*Exercise aim*
Return all lines from the entries below in which the word "cost" is present.

*Task material*
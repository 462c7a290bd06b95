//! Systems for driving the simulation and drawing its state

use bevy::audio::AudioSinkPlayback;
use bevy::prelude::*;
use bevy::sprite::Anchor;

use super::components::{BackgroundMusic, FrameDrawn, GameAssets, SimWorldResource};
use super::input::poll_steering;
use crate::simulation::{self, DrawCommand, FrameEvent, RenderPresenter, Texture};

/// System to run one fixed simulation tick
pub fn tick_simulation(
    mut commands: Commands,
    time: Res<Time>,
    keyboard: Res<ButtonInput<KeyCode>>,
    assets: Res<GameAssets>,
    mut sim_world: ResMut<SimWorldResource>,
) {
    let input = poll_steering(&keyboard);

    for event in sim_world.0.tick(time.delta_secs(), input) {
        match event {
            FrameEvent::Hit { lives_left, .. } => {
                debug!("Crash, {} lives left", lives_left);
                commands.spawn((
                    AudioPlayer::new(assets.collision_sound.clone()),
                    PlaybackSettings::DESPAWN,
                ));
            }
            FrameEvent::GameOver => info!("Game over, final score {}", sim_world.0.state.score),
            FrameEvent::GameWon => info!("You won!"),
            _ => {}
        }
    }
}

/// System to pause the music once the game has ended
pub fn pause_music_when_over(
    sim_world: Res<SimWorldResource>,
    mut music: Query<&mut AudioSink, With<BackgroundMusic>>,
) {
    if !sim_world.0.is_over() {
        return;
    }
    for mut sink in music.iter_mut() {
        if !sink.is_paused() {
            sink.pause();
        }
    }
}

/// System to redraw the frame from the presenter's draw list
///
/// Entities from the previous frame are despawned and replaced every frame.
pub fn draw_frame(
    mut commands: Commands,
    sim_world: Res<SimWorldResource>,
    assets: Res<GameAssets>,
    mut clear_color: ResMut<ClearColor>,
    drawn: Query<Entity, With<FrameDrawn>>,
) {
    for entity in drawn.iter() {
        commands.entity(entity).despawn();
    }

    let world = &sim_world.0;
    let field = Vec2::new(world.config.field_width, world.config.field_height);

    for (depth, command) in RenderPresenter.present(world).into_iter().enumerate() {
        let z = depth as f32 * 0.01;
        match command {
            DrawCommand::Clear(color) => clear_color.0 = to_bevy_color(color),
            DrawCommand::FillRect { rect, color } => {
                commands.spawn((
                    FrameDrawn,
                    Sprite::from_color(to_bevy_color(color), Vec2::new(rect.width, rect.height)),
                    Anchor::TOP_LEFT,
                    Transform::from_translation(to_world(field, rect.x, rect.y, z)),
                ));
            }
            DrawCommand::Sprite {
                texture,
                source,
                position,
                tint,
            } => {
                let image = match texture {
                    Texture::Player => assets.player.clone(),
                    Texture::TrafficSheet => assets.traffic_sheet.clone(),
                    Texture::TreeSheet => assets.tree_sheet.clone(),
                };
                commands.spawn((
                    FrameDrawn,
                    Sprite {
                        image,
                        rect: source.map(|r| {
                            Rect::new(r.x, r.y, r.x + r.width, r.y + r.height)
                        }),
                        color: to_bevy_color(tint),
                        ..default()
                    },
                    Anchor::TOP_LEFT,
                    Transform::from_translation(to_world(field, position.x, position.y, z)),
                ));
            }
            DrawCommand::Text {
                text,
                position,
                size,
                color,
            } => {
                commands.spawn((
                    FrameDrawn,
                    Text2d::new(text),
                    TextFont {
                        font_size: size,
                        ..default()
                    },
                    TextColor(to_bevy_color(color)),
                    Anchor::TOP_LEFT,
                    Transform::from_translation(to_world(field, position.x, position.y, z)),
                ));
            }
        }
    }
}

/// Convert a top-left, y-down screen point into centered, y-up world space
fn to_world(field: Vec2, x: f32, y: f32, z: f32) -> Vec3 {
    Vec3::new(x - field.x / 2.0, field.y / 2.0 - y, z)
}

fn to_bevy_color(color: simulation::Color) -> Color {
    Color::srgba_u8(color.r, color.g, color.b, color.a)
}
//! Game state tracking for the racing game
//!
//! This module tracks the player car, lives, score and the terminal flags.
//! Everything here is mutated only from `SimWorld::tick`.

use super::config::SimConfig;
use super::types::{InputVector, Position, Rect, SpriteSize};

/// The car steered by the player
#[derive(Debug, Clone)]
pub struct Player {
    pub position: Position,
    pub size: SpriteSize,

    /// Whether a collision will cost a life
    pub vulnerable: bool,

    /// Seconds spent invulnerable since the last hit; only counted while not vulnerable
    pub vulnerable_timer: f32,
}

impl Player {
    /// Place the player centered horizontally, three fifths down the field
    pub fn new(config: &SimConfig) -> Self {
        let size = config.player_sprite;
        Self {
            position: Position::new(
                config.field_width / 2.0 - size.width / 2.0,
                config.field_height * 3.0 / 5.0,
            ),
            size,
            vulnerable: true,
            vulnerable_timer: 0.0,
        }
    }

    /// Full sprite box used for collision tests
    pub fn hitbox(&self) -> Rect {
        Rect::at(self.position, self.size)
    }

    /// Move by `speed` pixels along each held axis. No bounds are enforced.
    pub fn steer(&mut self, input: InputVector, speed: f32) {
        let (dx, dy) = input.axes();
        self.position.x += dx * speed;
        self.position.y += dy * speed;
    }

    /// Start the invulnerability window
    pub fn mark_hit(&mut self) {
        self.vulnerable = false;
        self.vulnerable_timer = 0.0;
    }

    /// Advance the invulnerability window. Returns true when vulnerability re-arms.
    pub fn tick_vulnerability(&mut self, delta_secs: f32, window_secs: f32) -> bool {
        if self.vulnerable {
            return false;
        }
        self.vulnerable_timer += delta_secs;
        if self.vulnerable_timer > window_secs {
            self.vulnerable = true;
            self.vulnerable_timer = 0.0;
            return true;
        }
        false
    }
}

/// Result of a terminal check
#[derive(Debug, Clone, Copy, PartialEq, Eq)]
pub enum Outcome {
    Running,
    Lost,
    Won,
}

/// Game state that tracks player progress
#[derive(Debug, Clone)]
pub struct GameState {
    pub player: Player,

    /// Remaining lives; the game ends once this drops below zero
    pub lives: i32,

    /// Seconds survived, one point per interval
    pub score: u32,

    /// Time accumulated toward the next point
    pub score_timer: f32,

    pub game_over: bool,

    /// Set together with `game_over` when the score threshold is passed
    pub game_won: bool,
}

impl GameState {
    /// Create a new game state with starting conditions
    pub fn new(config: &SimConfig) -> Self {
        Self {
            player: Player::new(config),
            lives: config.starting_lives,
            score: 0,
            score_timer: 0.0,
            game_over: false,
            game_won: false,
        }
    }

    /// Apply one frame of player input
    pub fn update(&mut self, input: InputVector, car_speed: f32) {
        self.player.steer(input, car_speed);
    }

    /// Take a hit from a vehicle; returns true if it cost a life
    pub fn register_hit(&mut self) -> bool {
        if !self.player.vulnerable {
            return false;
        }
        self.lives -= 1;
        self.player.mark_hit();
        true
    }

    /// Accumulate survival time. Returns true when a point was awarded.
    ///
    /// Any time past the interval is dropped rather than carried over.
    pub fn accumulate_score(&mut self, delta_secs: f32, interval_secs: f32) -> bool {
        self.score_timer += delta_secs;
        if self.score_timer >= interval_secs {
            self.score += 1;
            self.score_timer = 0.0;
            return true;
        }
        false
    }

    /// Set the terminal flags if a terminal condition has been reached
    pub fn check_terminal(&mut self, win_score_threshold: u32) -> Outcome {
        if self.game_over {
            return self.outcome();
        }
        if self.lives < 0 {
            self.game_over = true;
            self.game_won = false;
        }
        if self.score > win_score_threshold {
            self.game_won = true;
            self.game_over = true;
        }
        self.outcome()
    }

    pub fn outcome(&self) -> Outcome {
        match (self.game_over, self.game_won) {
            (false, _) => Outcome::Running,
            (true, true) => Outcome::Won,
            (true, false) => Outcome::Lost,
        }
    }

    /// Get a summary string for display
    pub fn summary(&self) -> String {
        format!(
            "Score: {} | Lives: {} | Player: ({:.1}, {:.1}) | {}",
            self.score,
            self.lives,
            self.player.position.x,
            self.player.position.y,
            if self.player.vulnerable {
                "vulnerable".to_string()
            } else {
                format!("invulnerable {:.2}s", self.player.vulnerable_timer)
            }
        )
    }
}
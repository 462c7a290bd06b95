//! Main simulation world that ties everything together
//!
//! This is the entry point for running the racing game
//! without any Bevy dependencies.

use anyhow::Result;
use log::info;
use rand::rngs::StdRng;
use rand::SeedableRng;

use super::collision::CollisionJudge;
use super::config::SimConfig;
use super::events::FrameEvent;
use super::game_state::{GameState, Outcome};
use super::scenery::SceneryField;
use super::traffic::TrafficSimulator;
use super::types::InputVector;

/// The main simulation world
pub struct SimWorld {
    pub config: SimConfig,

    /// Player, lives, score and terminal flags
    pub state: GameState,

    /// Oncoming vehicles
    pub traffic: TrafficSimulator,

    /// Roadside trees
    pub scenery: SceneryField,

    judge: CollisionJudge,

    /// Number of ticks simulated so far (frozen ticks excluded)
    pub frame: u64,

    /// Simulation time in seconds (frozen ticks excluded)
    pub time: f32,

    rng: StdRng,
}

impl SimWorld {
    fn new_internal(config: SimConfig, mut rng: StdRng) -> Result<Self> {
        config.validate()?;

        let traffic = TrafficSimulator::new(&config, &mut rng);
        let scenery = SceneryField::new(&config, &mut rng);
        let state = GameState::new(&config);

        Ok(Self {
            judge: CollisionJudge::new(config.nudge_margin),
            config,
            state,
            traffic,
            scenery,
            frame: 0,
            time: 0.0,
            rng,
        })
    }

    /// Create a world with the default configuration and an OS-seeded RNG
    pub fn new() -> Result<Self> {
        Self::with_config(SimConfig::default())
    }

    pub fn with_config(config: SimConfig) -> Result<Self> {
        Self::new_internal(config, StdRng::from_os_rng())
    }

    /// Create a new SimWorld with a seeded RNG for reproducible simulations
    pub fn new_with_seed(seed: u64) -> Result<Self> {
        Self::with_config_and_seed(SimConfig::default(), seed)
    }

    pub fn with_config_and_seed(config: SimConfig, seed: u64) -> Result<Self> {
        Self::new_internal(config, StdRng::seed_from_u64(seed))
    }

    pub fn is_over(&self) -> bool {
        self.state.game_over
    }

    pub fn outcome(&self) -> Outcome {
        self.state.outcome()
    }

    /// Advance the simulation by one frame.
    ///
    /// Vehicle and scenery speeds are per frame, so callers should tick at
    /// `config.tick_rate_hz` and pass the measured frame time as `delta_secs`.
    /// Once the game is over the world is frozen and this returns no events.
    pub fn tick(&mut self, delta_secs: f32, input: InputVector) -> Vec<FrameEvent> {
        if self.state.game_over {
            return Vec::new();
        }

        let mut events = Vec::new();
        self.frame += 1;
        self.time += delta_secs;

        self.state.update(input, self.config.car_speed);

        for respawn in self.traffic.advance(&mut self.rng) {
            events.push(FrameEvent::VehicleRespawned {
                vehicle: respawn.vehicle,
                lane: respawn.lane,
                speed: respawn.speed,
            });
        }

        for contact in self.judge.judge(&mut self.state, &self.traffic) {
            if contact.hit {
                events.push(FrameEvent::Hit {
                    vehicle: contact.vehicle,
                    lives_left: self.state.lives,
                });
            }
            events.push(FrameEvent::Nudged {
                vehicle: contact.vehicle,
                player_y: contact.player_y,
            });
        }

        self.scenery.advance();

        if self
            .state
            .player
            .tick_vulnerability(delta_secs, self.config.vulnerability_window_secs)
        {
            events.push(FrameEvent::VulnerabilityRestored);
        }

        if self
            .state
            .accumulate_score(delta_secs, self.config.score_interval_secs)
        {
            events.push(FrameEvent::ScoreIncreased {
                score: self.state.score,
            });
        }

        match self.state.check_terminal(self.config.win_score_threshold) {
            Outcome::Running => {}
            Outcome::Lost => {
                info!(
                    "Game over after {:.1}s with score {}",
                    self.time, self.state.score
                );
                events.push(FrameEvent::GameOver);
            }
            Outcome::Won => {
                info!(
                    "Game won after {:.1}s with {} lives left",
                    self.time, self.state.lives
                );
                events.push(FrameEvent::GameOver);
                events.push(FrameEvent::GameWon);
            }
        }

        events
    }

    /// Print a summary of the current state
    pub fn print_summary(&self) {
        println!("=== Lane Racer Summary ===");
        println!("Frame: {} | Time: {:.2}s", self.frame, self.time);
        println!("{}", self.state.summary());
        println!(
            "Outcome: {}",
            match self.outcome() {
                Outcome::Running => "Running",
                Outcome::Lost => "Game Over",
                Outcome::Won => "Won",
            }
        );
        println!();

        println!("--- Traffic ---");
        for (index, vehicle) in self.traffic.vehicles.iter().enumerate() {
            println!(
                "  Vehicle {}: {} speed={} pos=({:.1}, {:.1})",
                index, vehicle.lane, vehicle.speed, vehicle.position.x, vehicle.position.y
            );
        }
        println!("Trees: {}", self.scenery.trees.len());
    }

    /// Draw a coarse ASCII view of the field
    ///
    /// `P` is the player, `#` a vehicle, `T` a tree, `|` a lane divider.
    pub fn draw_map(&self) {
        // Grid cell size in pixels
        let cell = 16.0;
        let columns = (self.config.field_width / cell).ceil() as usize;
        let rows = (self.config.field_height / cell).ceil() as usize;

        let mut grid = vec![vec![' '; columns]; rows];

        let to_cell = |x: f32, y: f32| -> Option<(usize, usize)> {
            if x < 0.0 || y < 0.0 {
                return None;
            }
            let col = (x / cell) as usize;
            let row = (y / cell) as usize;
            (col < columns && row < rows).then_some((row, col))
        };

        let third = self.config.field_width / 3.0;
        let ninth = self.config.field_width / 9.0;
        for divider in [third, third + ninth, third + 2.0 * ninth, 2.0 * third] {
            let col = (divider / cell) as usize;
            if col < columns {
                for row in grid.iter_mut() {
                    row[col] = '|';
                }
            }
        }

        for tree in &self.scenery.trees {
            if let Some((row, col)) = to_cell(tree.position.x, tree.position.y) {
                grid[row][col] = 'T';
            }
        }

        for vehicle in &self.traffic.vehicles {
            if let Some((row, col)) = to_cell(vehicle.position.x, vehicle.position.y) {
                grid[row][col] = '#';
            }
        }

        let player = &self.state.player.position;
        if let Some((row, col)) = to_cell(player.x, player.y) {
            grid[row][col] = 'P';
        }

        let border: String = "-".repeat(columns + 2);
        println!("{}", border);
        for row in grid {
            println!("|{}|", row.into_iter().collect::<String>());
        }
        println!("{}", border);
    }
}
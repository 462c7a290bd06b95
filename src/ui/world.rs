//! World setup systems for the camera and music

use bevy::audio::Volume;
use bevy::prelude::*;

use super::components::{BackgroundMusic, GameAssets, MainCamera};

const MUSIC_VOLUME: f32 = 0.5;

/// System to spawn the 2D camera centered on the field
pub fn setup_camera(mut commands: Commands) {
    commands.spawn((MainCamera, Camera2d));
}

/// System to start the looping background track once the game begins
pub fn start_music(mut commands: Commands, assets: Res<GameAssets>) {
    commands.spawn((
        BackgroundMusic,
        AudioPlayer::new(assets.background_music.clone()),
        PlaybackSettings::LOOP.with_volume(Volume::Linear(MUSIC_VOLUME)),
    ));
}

*Written answer*
    /// Whether a collision will cost a life
    /// Take a hit from a vehicle; returns true if it cost a life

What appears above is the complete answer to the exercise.